I don’t think anyone could have necessarily predicted that Dilson would be doing as well as he is right now, but wouldn’t be nice if he was doing this in the major leagues, and the Mets still had Ross Adolph and Luis Santana in the system? JD Davis is doing petty good in his role, he’s hitting .276/.342/.464 in 181 at bats, but I don’t think that anyone could have necessarily predicted he’d be doing as well as he is right now either. I think there’s a pretty good shot Dilson could replicate that batting line, and Ross Adolph and Luis Santana would still be in the system. For what it’s worth, Adolph- who was ranked the Mets’ eleventh top prospect this past winter- is hitting .227/.358/.433 with 6 homers and 8 steals in 62 games for the Quad Cities River Bandits, the Astros’ Low-A affiliate. Santana- who was ranked the Mets’ thirteenth top prospect- had an injury delay the start of his season, but was assigned to the Double-A Corpus Christi Hooks for 18 games before being sent to a more experience-appropriate assignment with the Short-A Tri-City Valley Cats and is hitting .242/.338/.290 in 19 games between the two.
Pitcher of the Week
2019 Season: 11 G (11 GS), 66.2 IP, 57 H, 27 R, 24 ER (3.24 ERA), 18 BB, 57 K, .290 BABIP
Week: 1 G (1 GS), 5.0 IP, 1 H, 0 R, 0 ER, 2 BB, 8 K, .111 BABIP
The Mets signed Michel Otanez on the first day of the 2016-2017 international signing period, coming to terms with him for just $35,000 because, while the stuff was good, he was an older prospect- with a birthday on July 3rd, he turned 19 literally the next day. Pitching in the Dominican Summer League, the right-hander posted a 4.64 ERA in 21.1 innings over five starts, allowing 23 hits, walking 6, and striking out 21. After the season ended, he underwent Tommy John surgery, missing the entirety of the 2017 season. He returned to the mound in 2018, coming stateside and being assigned to the GCL Mets. Making seven starts and pitching out of the bullpen four times, Otanez posted a 7.64 ERA in 35.1 innings, allowing 42 hits, walking 24, and striking out 33.

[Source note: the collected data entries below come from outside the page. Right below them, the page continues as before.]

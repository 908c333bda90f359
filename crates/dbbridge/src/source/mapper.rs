//! Driver row → [`SourceRow`] mapping.
//!
//! The mapper walks the declared columns of one table. A column whose type is
//! unsupported, absent from the driver row, or unreadable becomes NULL with a
//! [`FieldDiagnostic`]; mapping itself never fails.

use std::sync::atomic::{AtomicU64, Ordering};
use std::sync::Arc;

use tracing::{debug, warn};

use crate::core::schema::{SchemaReference, TableSchema};
use crate::core::traits::DriverRow;
use crate::core::value::SqlValue;
use crate::dialect::UnifiedTypeMapper;
use crate::error::RowError;

use super::row::{FieldDiagnostic, SourceRow};

/// Maps driver rows of one table into [`SourceRow`]s.
#[derive(Debug)]
pub struct SourceRowMapper {
    schema_ref: SchemaReference,
    table: TableSchema,
    type_mapper: UnifiedTypeMapper,
    rows_mapped: AtomicU64,
    degraded_fields: AtomicU64,
}

impl SourceRowMapper {
    pub fn new(schema_ref: SchemaReference, table: TableSchema) -> Self {
        Self::with_type_mapper(schema_ref, table, UnifiedTypeMapper::with_builtins())
    }

    pub fn with_type_mapper(
        schema_ref: SchemaReference,
        table: TableSchema,
        type_mapper: UnifiedTypeMapper,
    ) -> Self {
        Self {
            schema_ref,
            table,
            type_mapper,
            rows_mapped: AtomicU64::new(0),
            degraded_fields: AtomicU64::new(0),
        }
    }

    pub fn table(&self) -> &TableSchema {
        &self.table
    }

    /// Rows mapped so far.
    pub fn rows_mapped(&self) -> u64 {
        self.rows_mapped.load(Ordering::Relaxed)
    }

    /// Fields degraded to NULL so far.
    pub fn degraded_fields(&self) -> u64 {
        self.degraded_fields.load(Ordering::Relaxed)
    }

    /// Map one driver row.
    pub fn map_row<R: DriverRow + ?Sized>(&self, row: &R) -> SourceRow {
        let mut values = Vec::with_capacity(self.table.columns().len());
        let mut diagnostics = Vec::new();

        for col in self.table.sourced_columns() {
            let ty = self.type_mapper.map_column(col);

            let value = if ty.is_unsupported() {
                debug!(
                    "{}.{}: unsupported type {}, reading as NULL",
                    self.table.name(),
                    col.name,
                    col.raw_type
                );
                diagnostics.push(FieldDiagnostic::new(
                    &col.name,
                    format!("unsupported source type {}", col.raw_type),
                ));
                SqlValue::Null
            } else {
                match row.column_value(&col.name) {
                    Ok(Some(v)) => v.into_owned(),
                    Ok(None) => {
                        debug!("{}.{}: column absent from row", self.table.name(), col.name);
                        diagnostics.push(FieldDiagnostic::new(&col.name, "column absent from row"));
                        SqlValue::Null
                    }
                    Err(e) => {
                        warn!("{}.{}: unreadable value: {}", self.table.name(), col.name, e);
                        diagnostics.push(FieldDiagnostic::new(&col.name, e.to_string()));
                        SqlValue::Null
                    }
                }
            };

            values.push((col.name.clone(), value));
        }

        self.rows_mapped.fetch_add(1, Ordering::Relaxed);
        if !diagnostics.is_empty() {
            self.degraded_fields
                .fetch_add(diagnostics.len() as u64, Ordering::Relaxed);
        }

        SourceRow::structured(self.table.name(), self.schema_ref.clone(), values)
            .with_diagnostics(diagnostics)
    }

    /// Lazily map a cursor of driver rows.
    pub fn map_rows<I>(&self, cursor: I) -> MappedRows<'_, I::IntoIter>
    where
        I: IntoIterator,
        I::Item: DriverRow,
    {
        MappedRows {
            mapper: self,
            cursor: cursor.into_iter(),
        }
    }
}

/// Single-pass iterator of mapped rows. Dropping it drops the cursor.
pub struct MappedRows<'a, I> {
    mapper: &'a SourceRowMapper,
    cursor: I,
}

impl<I> Iterator for MappedRows<'_, I>
where
    I: Iterator,
    I::Item: DriverRow,
{
    type Item = SourceRow;

    fn next(&mut self) -> Option<SourceRow> {
        self.cursor.next().map(|row| self.mapper.map_row(&row))
    }

    fn size_hint(&self) -> (usize, Option<usize>) {
        self.cursor.size_hint()
    }
}

/// A driver cell: a decoded value or a decoding failure.
#[derive(Debug, Clone, PartialEq)]
pub enum DriverCell {
    Value(SqlValue<'static>),
    Unreadable(String),
}

impl DriverCell {
    fn read(&self, column: &str) -> Result<Option<SqlValue<'_>>, RowError> {
        match self {
            DriverCell::Value(v) => Ok(Some(v.as_borrowed())),
            DriverCell::Unreadable(msg) => Err(RowError::field(column, "driver value", msg.clone())),
        }
    }
}

impl From<SqlValue<'static>> for DriverCell {
    fn from(v: SqlValue<'static>) -> Self {
        DriverCell::Value(v)
    }
}

/// Name-addressed row, as returned by structured driver APIs.
#[derive(Debug, Clone, Default)]
pub struct NamedRow {
    cells: Vec<(String, DriverCell)>,
}

impl NamedRow {
    pub fn new() -> Self {
        Self::default()
    }

    #[must_use]
    pub fn with(mut self, name: impl Into<String>, value: impl Into<SqlValue<'static>>) -> Self {
        self.cells
            .push((name.into(), DriverCell::Value(value.into())));
        self
    }

    #[must_use]
    pub fn with_unreadable(mut self, name: impl Into<String>, message: impl Into<String>) -> Self {
        self.cells
            .push((name.into(), DriverCell::Unreadable(message.into())));
        self
    }
}

impl DriverRow for NamedRow {
    fn column_value(&self, name: &str) -> Result<Option<SqlValue<'_>>, RowError> {
        match self.cells.iter().find(|(n, _)| n == name) {
            Some((_, cell)) => cell.read(name),
            None => Ok(None),
        }
    }
}

/// Column definitions plus positional values, as returned by newer driver APIs.
///
/// Definitions are shared between all rows of one result set.
#[derive(Debug, Clone)]
pub struct PositionalRow {
    columns: Arc<[String]>,
    cells: Vec<DriverCell>,
}

impl PositionalRow {
    pub fn new(columns: Arc<[String]>, cells: Vec<DriverCell>) -> Self {
        Self { columns, cells }
    }
}

impl DriverRow for PositionalRow {
    fn column_value(&self, name: &str) -> Result<Option<SqlValue<'_>>, RowError> {
        let Some(idx) = self.columns.iter().position(|c| c == name) else {
            return Ok(None);
        };
        match self.cells.get(idx) {
            Some(cell) => cell.read(name),
            None => Ok(None),
        }
    }
}

#[cfg(test)]
mod tests {
    use super::*;
    use crate::core::schema::{ColumnType, SourceKind};

    fn mapper() -> SourceRowMapper {
        let table = TableSchema::new(
            "players",
            vec![
                ColumnType::new("id", "uuid", SourceKind::Cassandra),
                ColumnType::new("name", "text", SourceKind::Cassandra),
                ColumnType::new("scores", "list<int>", SourceKind::Cassandra),
                ColumnType::new("location", "tuple<double,double>", SourceKind::Cassandra),
            ],
        )
        .unwrap();
        let schema = SchemaReference::new("league", SourceKind::Cassandra).unwrap();
        SourceRowMapper::new(schema, table)
    }

    fn named() -> NamedRow {
        NamedRow::new()
            .with("id", uuid::Uuid::nil())
            .with("name", "ada")
            .with("scores", SqlValue::Array(vec![1.into(), 2.into()]))
            .with("location", "(1.0, 2.0)")
    }

    #[test]
    fn test_unsupported_column_reads_as_null() {
        let m = mapper();
        let row = m.map_row(&named());
        assert_eq!(row.get("location"), Some(SqlValue::Null));
        assert_eq!(row.get_string("name"), Some("ada"));
        assert_eq!(row.diagnostics().len(), 1);
        assert_eq!(row.diagnostics()[0].field, "location");
        assert_eq!(m.degraded_fields(), 1);
        assert_eq!(m.rows_mapped(), 1);
    }

    #[test]
    fn test_absent_and_unreadable_columns_degrade() {
        let m = mapper();
        let row = m.map_row(&NamedRow::new().with("id", uuid::Uuid::nil()).with_unreadable(
            "name",
            "invalid utf-8",
        ));
        assert_eq!(row.get("name"), Some(SqlValue::Null));
        assert_eq!(row.get("scores"), Some(SqlValue::Null));
        let fields: Vec<_> = row.diagnostics().iter().map(|d| d.field.as_str()).collect();
        assert_eq!(fields, vec!["name", "scores", "location"]);
        assert!(row.diagnostics()[0].reason.contains("invalid utf-8"));
    }

    #[test]
    fn test_row_variants_map_identically() {
        let m = mapper();
        let columns: Arc<[String]> = vec![
            "location".to_string(),
            "scores".to_string(),
            "name".to_string(),
            "id".to_string(),
        ]
        .into();
        let positional = PositionalRow::new(
            columns,
            vec![
                DriverCell::Value("(1.0, 2.0)".into()),
                DriverCell::Value(SqlValue::Array(vec![1.into(), 2.into()])),
                DriverCell::Value("ada".into()),
                DriverCell::Value(uuid::Uuid::nil().into()),
            ],
        );

        assert_eq!(m.map_row(&named()), m.map_row(&positional));
    }

    #[test]
    fn test_map_rows_is_lazy() {
        let m = mapper();
        let mut rows = m.map_rows(vec![named(), named(), named()]);
        assert_eq!(m.rows_mapped(), 0);
        let first = rows.next().unwrap();
        assert_eq!(first.field_names(), vec!["id", "name", "scores", "location"]);
        assert_eq!(m.rows_mapped(), 1);
        drop(rows);
        assert_eq!(m.rows_mapped(), 1);
    }

    #[test]
    fn test_generated_columns_are_not_mapped() {
        let table = TableSchema::new(
            "orders",
            vec![
                ColumnType::new("id", "INT64", SourceKind::GoogleSql),
                ColumnType::new("total", "NUMERIC", SourceKind::GoogleSql).generated(),
            ],
        )
        .unwrap();
        let schema = SchemaReference::new("shop", SourceKind::GoogleSql).unwrap();
        let m = SourceRowMapper::new(schema, table);
        let row = m.map_row(&NamedRow::new().with("id", 1i64));
        assert_eq!(row.field_names(), vec!["id"]);
        assert!(row.diagnostics().is_empty());
    }
}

At 6’3”, 215 pounds, Otanez has a solid pitching frame. Before his Tommy John surgery, his fastball sat in the mid-90s, reportedly topping out as high as 97 MPH. We’ll be getting more reports about him as the season goes on, but depending on how you want to look at it, the glass can be half full or half empty. If you want to be optimistic regarding Otanez’ future, he has the physicality and fastball to be a solid pitcher and time will tell. If you want to be pessimistic regarding his future, he’s a soon-to-be-22-year-old in Kingsport who is still very rough and raw as a pitcher and simply missed too much important developmental time.